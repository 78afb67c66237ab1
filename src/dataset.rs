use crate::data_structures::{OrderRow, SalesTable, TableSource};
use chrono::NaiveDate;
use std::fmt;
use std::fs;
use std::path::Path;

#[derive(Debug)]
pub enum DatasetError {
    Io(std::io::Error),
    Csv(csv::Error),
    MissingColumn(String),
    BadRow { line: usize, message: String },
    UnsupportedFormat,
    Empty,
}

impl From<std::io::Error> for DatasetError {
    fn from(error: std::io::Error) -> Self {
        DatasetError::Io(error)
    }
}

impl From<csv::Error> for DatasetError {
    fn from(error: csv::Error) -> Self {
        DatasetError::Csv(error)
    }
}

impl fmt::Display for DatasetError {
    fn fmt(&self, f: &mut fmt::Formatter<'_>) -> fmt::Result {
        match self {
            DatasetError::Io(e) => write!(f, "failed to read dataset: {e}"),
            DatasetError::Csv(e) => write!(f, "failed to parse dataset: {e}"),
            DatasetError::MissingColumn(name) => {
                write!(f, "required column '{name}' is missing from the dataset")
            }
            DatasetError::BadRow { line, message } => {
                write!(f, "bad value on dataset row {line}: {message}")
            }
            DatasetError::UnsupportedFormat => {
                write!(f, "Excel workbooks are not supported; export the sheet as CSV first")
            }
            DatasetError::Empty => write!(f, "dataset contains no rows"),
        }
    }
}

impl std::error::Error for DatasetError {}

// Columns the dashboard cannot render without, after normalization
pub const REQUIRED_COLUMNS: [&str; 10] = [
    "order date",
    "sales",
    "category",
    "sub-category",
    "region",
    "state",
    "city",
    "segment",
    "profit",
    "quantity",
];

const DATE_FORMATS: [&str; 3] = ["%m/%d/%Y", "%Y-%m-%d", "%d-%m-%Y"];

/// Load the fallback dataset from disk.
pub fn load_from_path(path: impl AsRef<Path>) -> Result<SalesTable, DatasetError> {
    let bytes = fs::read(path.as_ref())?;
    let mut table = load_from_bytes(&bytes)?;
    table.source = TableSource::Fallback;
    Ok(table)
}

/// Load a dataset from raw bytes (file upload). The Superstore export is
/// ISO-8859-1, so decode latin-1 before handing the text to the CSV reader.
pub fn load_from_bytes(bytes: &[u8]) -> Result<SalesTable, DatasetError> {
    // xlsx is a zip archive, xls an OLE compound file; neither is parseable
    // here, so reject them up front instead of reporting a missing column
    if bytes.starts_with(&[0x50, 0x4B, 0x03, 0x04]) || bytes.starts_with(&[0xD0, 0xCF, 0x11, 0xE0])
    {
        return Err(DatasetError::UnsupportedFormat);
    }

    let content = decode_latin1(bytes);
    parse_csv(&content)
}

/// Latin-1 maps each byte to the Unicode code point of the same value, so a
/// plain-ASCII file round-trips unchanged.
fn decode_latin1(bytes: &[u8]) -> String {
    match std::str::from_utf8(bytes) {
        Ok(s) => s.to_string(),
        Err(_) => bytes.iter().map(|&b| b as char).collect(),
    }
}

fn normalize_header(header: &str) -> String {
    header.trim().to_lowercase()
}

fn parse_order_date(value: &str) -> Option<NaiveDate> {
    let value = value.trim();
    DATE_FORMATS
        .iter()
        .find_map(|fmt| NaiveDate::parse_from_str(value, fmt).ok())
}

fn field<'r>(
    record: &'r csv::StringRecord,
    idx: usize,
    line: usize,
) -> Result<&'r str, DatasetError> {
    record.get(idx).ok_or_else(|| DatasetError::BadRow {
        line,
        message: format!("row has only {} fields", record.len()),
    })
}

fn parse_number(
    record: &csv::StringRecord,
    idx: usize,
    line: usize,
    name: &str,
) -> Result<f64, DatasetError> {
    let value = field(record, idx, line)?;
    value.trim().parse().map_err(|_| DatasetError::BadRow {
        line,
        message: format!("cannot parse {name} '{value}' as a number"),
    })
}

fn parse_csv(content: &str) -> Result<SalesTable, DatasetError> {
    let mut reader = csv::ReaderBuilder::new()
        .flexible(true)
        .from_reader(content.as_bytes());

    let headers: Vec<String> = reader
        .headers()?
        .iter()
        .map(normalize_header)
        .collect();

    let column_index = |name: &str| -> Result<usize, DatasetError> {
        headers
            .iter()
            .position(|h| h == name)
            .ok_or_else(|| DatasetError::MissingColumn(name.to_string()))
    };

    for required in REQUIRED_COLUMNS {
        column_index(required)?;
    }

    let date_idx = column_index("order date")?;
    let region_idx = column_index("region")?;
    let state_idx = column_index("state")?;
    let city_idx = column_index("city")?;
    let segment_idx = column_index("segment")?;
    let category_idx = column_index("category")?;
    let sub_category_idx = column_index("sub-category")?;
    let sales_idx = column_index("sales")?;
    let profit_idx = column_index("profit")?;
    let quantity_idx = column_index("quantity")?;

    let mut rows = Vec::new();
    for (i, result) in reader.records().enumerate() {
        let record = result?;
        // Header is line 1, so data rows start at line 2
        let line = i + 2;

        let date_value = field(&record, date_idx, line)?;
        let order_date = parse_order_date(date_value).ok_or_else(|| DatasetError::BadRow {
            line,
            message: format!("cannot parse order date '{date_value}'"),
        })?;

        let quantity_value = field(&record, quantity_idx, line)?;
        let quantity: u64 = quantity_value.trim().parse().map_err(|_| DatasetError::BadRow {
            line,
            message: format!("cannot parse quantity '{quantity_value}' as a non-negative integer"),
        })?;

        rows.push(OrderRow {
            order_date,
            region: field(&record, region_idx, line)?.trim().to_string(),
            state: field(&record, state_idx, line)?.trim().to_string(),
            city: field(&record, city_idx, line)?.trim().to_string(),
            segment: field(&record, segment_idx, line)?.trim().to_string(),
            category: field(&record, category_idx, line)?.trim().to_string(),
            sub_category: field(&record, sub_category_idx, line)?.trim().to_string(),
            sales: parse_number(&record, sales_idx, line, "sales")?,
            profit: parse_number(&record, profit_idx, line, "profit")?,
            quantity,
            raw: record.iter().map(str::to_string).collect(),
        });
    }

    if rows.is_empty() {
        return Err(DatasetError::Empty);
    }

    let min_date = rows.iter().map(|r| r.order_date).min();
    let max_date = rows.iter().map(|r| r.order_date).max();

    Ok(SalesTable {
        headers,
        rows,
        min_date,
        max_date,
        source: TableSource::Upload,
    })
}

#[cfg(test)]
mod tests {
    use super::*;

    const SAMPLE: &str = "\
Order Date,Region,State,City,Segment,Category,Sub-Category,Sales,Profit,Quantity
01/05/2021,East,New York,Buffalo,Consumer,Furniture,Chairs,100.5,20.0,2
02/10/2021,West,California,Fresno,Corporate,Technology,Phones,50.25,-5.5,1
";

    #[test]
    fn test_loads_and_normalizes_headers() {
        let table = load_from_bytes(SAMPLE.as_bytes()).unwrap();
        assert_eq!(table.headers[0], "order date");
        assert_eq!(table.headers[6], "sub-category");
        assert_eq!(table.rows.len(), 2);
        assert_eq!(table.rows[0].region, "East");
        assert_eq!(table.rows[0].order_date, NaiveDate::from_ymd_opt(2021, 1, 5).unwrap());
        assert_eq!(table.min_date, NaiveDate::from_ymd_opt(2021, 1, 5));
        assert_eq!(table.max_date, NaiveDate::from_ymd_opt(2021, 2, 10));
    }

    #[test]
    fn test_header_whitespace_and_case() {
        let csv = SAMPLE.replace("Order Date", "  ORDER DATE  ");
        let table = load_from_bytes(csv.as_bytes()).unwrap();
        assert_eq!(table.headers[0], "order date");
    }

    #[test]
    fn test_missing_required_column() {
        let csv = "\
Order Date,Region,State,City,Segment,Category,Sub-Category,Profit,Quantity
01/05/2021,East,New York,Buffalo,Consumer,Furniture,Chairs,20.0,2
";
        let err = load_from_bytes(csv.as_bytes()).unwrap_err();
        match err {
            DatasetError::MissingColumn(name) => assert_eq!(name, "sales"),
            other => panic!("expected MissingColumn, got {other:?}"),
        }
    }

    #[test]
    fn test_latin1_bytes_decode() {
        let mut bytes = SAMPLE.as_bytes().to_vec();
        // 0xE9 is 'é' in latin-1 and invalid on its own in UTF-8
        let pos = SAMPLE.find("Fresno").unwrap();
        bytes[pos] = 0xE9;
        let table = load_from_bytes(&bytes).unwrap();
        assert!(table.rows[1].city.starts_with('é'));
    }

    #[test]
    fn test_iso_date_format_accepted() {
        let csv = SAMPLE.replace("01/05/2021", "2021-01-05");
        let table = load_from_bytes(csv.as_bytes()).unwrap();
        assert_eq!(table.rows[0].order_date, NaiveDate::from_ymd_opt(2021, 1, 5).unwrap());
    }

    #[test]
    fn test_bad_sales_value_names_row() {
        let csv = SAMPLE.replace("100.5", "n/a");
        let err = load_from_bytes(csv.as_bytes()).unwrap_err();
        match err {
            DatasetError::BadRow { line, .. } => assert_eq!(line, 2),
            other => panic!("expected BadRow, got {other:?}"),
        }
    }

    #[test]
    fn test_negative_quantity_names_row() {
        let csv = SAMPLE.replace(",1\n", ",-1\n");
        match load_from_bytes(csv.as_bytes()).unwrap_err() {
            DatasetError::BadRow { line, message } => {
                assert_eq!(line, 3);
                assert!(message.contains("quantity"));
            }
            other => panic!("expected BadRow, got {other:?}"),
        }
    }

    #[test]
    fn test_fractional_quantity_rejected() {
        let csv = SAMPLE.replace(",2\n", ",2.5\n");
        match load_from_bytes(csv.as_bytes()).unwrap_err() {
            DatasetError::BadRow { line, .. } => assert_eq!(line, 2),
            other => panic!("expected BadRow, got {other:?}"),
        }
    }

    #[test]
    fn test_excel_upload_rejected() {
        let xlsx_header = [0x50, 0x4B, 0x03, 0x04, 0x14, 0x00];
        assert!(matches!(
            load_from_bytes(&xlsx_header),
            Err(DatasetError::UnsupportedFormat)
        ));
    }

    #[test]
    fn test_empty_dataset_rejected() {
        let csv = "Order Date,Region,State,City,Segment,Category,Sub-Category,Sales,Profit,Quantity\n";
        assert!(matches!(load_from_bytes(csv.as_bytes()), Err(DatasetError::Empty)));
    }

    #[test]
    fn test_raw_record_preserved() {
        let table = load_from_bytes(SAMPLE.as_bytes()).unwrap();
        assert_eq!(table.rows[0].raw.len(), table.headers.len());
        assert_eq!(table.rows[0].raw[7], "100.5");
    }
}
---
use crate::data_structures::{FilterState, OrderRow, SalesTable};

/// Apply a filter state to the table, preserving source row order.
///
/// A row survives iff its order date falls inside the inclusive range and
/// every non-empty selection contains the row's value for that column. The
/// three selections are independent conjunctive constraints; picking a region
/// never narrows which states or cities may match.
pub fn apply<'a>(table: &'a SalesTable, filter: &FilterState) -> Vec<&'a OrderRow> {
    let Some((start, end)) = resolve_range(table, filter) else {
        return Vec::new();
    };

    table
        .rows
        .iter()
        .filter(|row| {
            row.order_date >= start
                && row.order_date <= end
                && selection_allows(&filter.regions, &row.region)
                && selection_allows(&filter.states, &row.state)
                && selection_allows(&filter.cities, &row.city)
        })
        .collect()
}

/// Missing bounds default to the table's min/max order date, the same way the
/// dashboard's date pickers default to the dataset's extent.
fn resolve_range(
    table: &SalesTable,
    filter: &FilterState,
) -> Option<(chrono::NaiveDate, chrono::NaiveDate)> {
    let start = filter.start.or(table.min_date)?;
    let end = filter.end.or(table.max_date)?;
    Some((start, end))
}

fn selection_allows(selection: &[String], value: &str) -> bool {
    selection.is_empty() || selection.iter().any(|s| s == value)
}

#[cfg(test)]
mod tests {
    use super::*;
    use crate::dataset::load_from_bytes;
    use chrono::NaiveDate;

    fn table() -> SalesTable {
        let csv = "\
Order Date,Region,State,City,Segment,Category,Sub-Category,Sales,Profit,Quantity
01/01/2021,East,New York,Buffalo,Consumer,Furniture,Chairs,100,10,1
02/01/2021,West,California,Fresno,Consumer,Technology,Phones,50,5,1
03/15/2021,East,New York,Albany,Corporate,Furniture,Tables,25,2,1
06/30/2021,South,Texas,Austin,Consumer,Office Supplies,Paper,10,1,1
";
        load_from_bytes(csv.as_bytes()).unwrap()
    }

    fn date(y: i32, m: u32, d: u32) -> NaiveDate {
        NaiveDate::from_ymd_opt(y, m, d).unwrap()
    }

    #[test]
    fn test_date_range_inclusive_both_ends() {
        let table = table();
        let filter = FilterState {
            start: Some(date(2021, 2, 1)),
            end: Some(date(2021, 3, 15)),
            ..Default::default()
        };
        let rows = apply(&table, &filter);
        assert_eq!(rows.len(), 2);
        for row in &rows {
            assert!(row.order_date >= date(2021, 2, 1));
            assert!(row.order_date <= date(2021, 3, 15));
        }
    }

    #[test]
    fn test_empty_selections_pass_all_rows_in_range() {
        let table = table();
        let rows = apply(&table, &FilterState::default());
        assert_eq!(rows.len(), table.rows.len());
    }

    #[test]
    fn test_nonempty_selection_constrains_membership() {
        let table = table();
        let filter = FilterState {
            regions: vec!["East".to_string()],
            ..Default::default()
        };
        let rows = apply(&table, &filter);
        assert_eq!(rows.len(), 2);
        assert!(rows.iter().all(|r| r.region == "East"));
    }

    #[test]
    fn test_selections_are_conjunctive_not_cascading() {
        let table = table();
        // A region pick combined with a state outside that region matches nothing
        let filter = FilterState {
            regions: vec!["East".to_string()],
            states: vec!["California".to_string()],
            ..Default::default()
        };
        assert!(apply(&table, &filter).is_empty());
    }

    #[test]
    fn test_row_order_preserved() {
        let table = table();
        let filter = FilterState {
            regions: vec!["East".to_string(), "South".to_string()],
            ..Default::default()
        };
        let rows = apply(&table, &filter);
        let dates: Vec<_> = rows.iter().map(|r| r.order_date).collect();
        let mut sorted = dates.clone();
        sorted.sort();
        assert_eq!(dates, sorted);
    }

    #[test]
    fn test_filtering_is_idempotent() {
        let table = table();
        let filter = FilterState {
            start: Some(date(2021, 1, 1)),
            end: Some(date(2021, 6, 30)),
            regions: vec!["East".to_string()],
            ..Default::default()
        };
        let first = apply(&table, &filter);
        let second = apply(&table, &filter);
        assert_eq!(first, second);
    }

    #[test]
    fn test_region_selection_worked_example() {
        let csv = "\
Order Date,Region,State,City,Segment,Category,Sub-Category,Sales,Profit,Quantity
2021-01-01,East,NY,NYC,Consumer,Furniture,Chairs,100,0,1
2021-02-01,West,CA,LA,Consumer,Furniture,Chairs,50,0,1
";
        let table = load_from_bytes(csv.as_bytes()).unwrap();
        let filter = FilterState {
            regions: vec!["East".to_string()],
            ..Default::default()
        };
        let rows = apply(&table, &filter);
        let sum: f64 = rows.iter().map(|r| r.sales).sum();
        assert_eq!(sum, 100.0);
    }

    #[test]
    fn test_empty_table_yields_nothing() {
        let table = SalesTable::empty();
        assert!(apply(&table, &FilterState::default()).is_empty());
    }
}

What is being asked —
Search the data above for the string "return". Report every line where it is found.

Reply to the exercise —
        return Err(DatasetError::UnsupportedFormat);
        return Err(DatasetError::Empty);
        return Vec::new();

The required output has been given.